Il est intéressant de nous arrêter sur ces œuvres, avec, bien sûr, la plus grande indulgence. Les thèmes choisis sont traditionnels, avec souvent des clichés : la femme est belle et fragile, l'amour peut passer par des phases difficiles mais il est souvent heureux, il est toujours affiché hétéro comme c'est la règle (nous sommes loin des "pièces condamnées" des Fleurs du Mal).

Il y a communion entre le monde et l'âme : nous lisons dans Les plaintes du vent,

Ces tristes chants de la nature

Humectent mes yeux de pleurs

Et celui qui écrira en 1901 une mélodie sur les vers de Francis Jammes "mon âme éclate de douleur", conclut ce poème par :

                                       Mon âme est prête à se briser

 

IMG_9487.JPG

 

 Considérons le poème Sur l'eau, qui date de septembre 1882. 

 

Quand la vague craintive

Expire sur la rive

En murmurant

Eclairée par la lune

Ou perdue dans la brume

Tout en aimant

Qu'il est doux de vivre

De voir silencieuse,

L'eau clapoter

Et la barque légère

Qui sous ton poids ma chère

Semble verser

Quand ton beau corps se penche

Comme une faible branche

Sur le bateau

Et que tu vas folâtre

De ton fin bras d'albâtre

Faire mousser l'eau

La lune radoteuse

qui nous regarde heureux

Nous dit d'aimer

Et sur ta lèvre rose

Dans mon délire je pose

                                      Un doux baiser

 

Nous le donnons tel que nous le trouvons.

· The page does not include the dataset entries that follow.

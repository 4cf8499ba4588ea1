//! Simulated technician tracking
//!
//! Each tick moves the technician one minute closer and a tenth of a mile
//! nearer. ETA bottoms out at 1 minute and distance at 0.1 mile.

use serde::{Deserialize, Serialize};

pub const MIN_ETA_MINUTES: u32 = 1;
pub const MIN_DISTANCE_MILES: f64 = 0.1;
const DISTANCE_STEP_MILES: f64 = 0.1;

#[derive(Debug, Clone, Copy, PartialEq, Eq, Serialize, Deserialize)]
#[serde(rename_all = "snake_case")]
pub enum TechnicianStatus {
    EnRoute,
    Arrived,
    Working,
    Completed,
}

impl TechnicianStatus {
    /// Status implied by an ETA: more than 5 minutes is en route, 2 to 5 is
    /// arrived, 1 or less is working.
    pub fn from_eta(eta_minutes: u32) -> Self {
        if eta_minutes > 5 {
            TechnicianStatus::EnRoute
        } else if eta_minutes > 1 {
            TechnicianStatus::Arrived
        } else {
            TechnicianStatus::Working
        }
    }

    pub fn as_str(&self) -> &'static str {
        match self {
            TechnicianStatus::EnRoute => "en_route",
            TechnicianStatus::Arrived => "arrived",
            TechnicianStatus::Working => "working",
            TechnicianStatus::Completed => "completed",
        }
    }

    pub fn display_text(&self) -> &'static str {
        match self {
            TechnicianStatus::EnRoute => "EN ROUTE TO YOUR LOCATION",
            TechnicianStatus::Arrived => "ARRIVED AT YOUR LOCATION",
            TechnicianStatus::Working => "WORKING ON YOUR ISSUE",
            TechnicianStatus::Completed => "SERVICE COMPLETED",
        }
    }
}

#[derive(Debug, Clone, PartialEq, Serialize, Deserialize)]
pub struct Location {
    pub lat: f64,
    pub lng: f64,
    /// Leading mileage figure followed by free text, e.g.
    /// `2.3 miles away - Mission District`
    pub address: String,
}

#[derive(Debug, Clone, PartialEq, Serialize, Deserialize)]
pub struct Technician {
    pub id: String,
    pub name: String,
    pub phone: String,
    pub eta_minutes: u32,
    pub status: TechnicianStatus,
    pub location: Location,
    pub skills: Vec<String>,
}

impl Default for Technician {
    fn default() -> Self {
        Self::seed()
    }
}

impl Technician {
    /// The technician dispatched in the demo scenario
    pub fn seed() -> Self {
        Self {
            id: "tech-001".to_string(),
            name: "Alex Chen".to_string(),
            phone: "+1 (555) 123-4567".to_string(),
            eta_minutes: 15,
            status: TechnicianStatus::EnRoute,
            location: Location {
                lat: 37.7749,
                lng: -122.4194,
                address: "2.3 miles away - Mission District".to_string(),
            },
            skills: vec![
                "Fiber Optic".to_string(),
                "Router Config".to_string(),
                "Network Security".to_string(),
            ],
        }
    }

    /// State after one simulation tick
    pub fn advance(&self) -> Self {
        let eta_minutes = self.eta_minutes.saturating_sub(1).max(MIN_ETA_MINUTES);
        Self {
            eta_minutes,
            status: TechnicianStatus::from_eta(eta_minutes),
            location: Location {
                address: step_distance_label(&self.location.address),
                ..self.location.clone()
            },
            ..self.clone()
        }
    }

    pub fn eta_label(&self) -> String {
        format!("{} minutes", self.eta_minutes)
    }
}

/// Leading mileage of a distance label, if it starts with a number
pub fn parse_distance(label: &str) -> Option<f64> {
    label.split_whitespace().next()?.parse().ok()
}

/// Knock a tenth of a mile off the label's leading figure.
///
/// The rest of the label is kept. Labels that don't start with a number come
/// back unchanged.
pub fn step_distance_label(label: &str) -> String {
    let Some(miles) = parse_distance(label) else {
        return label.to_string();
    };

    let next = (miles - DISTANCE_STEP_MILES).max(MIN_DISTANCE_MILES);
    let rest = label
        .trim_start()
        .split_once(char::is_whitespace)
        .map(|(_, rest)| rest)
        .unwrap_or("");

    if rest.is_empty() {
        format!("{:.1}", next)
    } else {
        format!("{:.1} {}", next, rest)
    }
}

#[cfg(test)]
mod tests {
    use super::*;

    #[test]
    fn test_status_thresholds() {
        assert_eq!(TechnicianStatus::from_eta(15), TechnicianStatus::EnRoute);
        assert_eq!(TechnicianStatus::from_eta(6), TechnicianStatus::EnRoute);
        assert_eq!(TechnicianStatus::from_eta(5), TechnicianStatus::Arrived);
        assert_eq!(TechnicianStatus::from_eta(2), TechnicianStatus::Arrived);
        assert_eq!(TechnicianStatus::from_eta(1), TechnicianStatus::Working);
        assert_eq!(TechnicianStatus::from_eta(0), TechnicianStatus::Working);
    }

    #[test]
    fn test_single_tick() {
        let next = Technician::seed().advance();
        assert_eq!(next.eta_minutes, 14);
        assert_eq!(next.eta_label(), "14 minutes");
        assert_eq!(next.location.address, "2.2 miles away - Mission District");
        assert_eq!(next.name, "Alex Chen");
    }

    #[test]
    fn test_ticks_floor_at_minimums() {
        let mut tech = Technician::seed();
        for _ in 0..40 {
            tech = tech.advance();
            assert!(tech.eta_minutes >= MIN_ETA_MINUTES);
            assert!(parse_distance(&tech.location.address).unwrap() >= MIN_DISTANCE_MILES);
        }
        assert_eq!(tech.eta_minutes, 1);
        assert_eq!(tech.status, TechnicianStatus::Working);
        assert_eq!(tech.location.address, "0.1 miles away - Mission District");
    }

    #[test]
    fn test_status_follows_eta_while_ticking() {
        let mut tech = Technician::seed();
        tech.eta_minutes = 6;
        tech = tech.advance();
        assert_eq!(tech.status, TechnicianStatus::Arrived);
    }

    #[test]
    fn test_distance_label_edge_cases() {
        assert_eq!(step_distance_label("0.15 miles"), "0.1 miles");
        assert_eq!(step_distance_label("1.0"), "0.9");
        assert_eq!(step_distance_label("nearby"), "nearby");
        assert_eq!(step_distance_label(""), "");
    }
}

Il est écrit au crayon. Nous imaginons bien que la transcription a dû être difficile.

Les clichés linguistiques ont peu d'importance et auraient pu être corrigés (beau corps, fin bras d'albâtre, lèvre rose, doux baiser) ; cependant si on objecte à chère (vers 11), on se souviendra que le mot est verlainien (dans Spleen).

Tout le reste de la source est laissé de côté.